The two neutron separation energies $S_{2n}$ (upper panel) and the differential variation of the separation energy $d{S}_{2n}$ (lower panel) from the $\mathrm{NL}{3}^{*}$ and the DD-ME1 interactions are given for Fe, Ni, Zn, Ge, Se, and Kr isotopic chains. The experimental data [117] are given for comparison, wherever available. See text for details.

Figure 2

The microscopic relativistic mean field with nonlinear $\mathrm{NL}{3}^{*}$ and Dirac-Hartree-Bogoliubov with DD-ME1 total density distribution for ${}^{76}\mathrm{Fe}$ and ${}^{86}\mathrm{Kr}$ isotopes. See text for details.

Figure 3

The weight function ${\left|f\left(x\right)\right|}^2$ calculated for ${}^{76}\mathrm{Fe}$ and ${}^{86}\mathrm{Kr}$ isotopes by using the self-consistent $\mathrm{NL}{3}^{*}$ and DD-ME1 total density distributions of these nuclei.

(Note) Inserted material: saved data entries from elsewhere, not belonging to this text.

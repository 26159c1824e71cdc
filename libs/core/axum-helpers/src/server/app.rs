use super::shutdown::ShutdownCoordinator;
use crate::errors::handlers::not_found;
use crate::http::{cors::create_cors_layer, security::security_headers};
use axum::{Router, middleware};
use core_config::server::ServerConfig;
use std::future::Future;
use std::io;
use std::time::Duration;
use tower_http::compression::CompressionLayer;
use tower_http::trace::{DefaultMakeSpan, DefaultOnResponse, TraceLayer};
use tracing::{Level, info, warn};
use utoipa::OpenApi;

/// Wrap domain routes with documentation and cross-cutting layers.
///
/// - OpenAPI JSON at `/api-docs/openapi.json`, viewers at `/swagger-ui`,
///   `/redoc`, `/rapidoc` and `/scalar`
/// - `apis` nested under `/api`
/// - JSON 404 fallback
/// - request tracing, security headers, CORS and compression
///
/// Domain routers apply their own state before being passed in.
///
/// # Errors
/// Fails when `server_config.cors_allowed_origins` is empty or holds an
/// origin that is not a valid header value.
pub fn create_router<T>(apis: Router, server_config: &ServerConfig) -> io::Result<Router>
where
    T: OpenApi + 'static,
{
    use utoipa_rapidoc::RapiDoc;
    use utoipa_redoc::{Redoc, Servable as RedocServable};
    use utoipa_scalar::{Scalar, Servable as ScalarServable};
    use utoipa_swagger_ui::SwaggerUi;

    let cors_layer = create_cors_layer(&server_config.cors_allowed_origins)?;
    info!(
        origins = ?server_config.cors_allowed_origins,
        "CORS configured"
    );

    let router = Router::new()
        .merge(SwaggerUi::new("/swagger-ui").url("/api-docs/openapi.json", T::openapi()))
        .merge(Redoc::with_url("/redoc", T::openapi()))
        .merge(RapiDoc::new("/api-docs/openapi.json").path("/rapidoc"))
        .merge(Scalar::with_url("/scalar", T::openapi()))
        .nest("/api", apis)
        .fallback(not_found)
        .layer(
            TraceLayer::new_for_http()
                .make_span_with(DefaultMakeSpan::new().level(Level::INFO))
                .on_response(DefaultOnResponse::new().level(Level::INFO)),
        )
        .layer(middleware::from_fn(security_headers))
        .layer(cors_layer)
        .layer(CompressionLayer::new());

    Ok(router)
}

/// Serve with coordinated shutdown: on SIGINT/SIGTERM stop accepting
/// connections, drain in-flight requests, then run `cleanup` bounded by
/// `shutdown_timeout`.
pub async fn create_production_app<F>(
    router: Router,
    server_config: &ServerConfig,
    shutdown_timeout: Duration,
    cleanup: F,
) -> io::Result<()>
where
    F: Future<Output = ()> + Send + 'static,
{
    let (coordinator, _rx) = ShutdownCoordinator::new();
    let signal_listener = coordinator.clone();
    let mut on_shutdown = coordinator.subscribe();

    let listener = tokio::net::TcpListener::bind(server_config.address()).await?;
    info!("Server starting on {}", listener.local_addr()?);

    let cleanup_handle = tokio::spawn(async move {
        let _ = on_shutdown.recv().await;

        info!(timeout = ?shutdown_timeout, "Running cleanup tasks");
        match tokio::time::timeout(shutdown_timeout, cleanup).await {
            Ok(()) => info!("Cleanup completed"),
            Err(_) => warn!(timeout = ?shutdown_timeout, "Cleanup timed out, forcing shutdown"),
        }
    });

    let serve_result = axum::serve(listener, router.into_make_service())
        .with_graceful_shutdown(async move { signal_listener.wait_for_signal().await })
        .await
        .inspect_err(|e| tracing::error!("Server encountered an error: {:?}", e));

    // A serve error skips the signal path; release the cleanup task anyway.
    coordinator.shutdown();
    let _ = cleanup_handle.await;

    serve_result
}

The arrows stand for the minimum and maximum values of the integration limit taken in the subsequent calculations. See text for details.

Figure 4

The symmetry energy $S_0$ for ${}^{70\text{–}86}\mathrm{Fe}$, ${}^{72\text{–}88}\mathrm{Ni}$, ${}^{74\text{–}90}\mathrm{Zn}$, ${}^{76\text{–}92}\mathrm{Ge}$, ${}^{78\text{–}94}\mathrm{Se}$, and ${}^{80\text{–}96}\mathrm{Kr}$ isotopes as a function of the neutron skin thickness $\mathrm{\Delta }R$ as calculated using the RMF $\mathrm{NL}{3}^{*}$ (solid line) and DD-ME1 (dashed line) interactions. The Skyrme-Hartree-Fock + BCS results for the LNS interaction [64, 67] (dotted line) are given for comparison, where available. See the text for details.

Figure 5

The symmetry energy $S_0$ and the quadrupole deformation ${\beta }_2$ for ${}^{70\text{–}86}\mathrm{Fe}$, ${}^{72\text{–}88}\mathrm{Ni}$, ${}^{74\text{–}90}\mathrm{Zn}$, ${}^{76\text{–}92}\mathrm{Ge}$, ${}^{78\text{–}94}\mathrm{Se}$, and ${}^{80\text{–}96}\mathrm{Kr}$ isotopes as a function of neutron number $N$ are given in the upper and lower panels, respectively. The calculated results from RMF $\mathrm{NL}{3}^{*}$ (solid line) and DD-ME1 (dashed line) interactions are compared with the Skyrme-Hartree-Fock + BCS results for the LNS interaction [64, 67] (dotted line) where available. See the text for details.

Figure 6

The neutron pressure $p_0$ and the curvature $K_0$ for ${}^{70\text{–}86}\mathrm{Fe}$, ${}^{72\text{–}88}\mathrm{Ni}$, ${}^{74\text{–}90}\mathrm{Zn}$, ${}^{76\text{–}92}\mathrm{Ge}$, ${}^{78\text{–}94}\mathrm{Se}$, and ${}^{80\text{–}96}\mathrm{Kr}$ isotopes as a function of neutron skin thickness $\mathrm{\Delta }R$ using the nonlinear $\mathrm{NL}{3}^{*}$ (solid line) and density-dependent DD-ME1 (dashed line) interactions are displayed in the upper and lower panels, respectively. The Skyrme-Hartree-Fock results for the LNS interaction [64, 67] (dotted line) are given for comparison, where available. See text for details.

Figure 7

The neutron pressure $P_0$ and the curvature $K_0$ for ${}^{70\text{–}86}\mathrm{Fe}$, ${}^{72\text{–}88}\mathrm{Ni}$, ${}^{74\text{–}90}\mathrm{Zn}$, ${}^{76\text{–}92}\mathrm{Ge}$, ${}^{78\text{–}94}\mathrm{Se}$, and ${}^{80\text{–}96}\mathrm{Kr}$ isotopes as a function of mass number for the nonlinear $\mathrm{NL}{3}^{*}$ and density-dependent DD-ME1 interactions are given in the upper and lower panels, respectively. The Skyrme-Hartree-Fock results for the LNS interaction [64, 67] (dotted line) are also given for comparison, where available. See the text for details.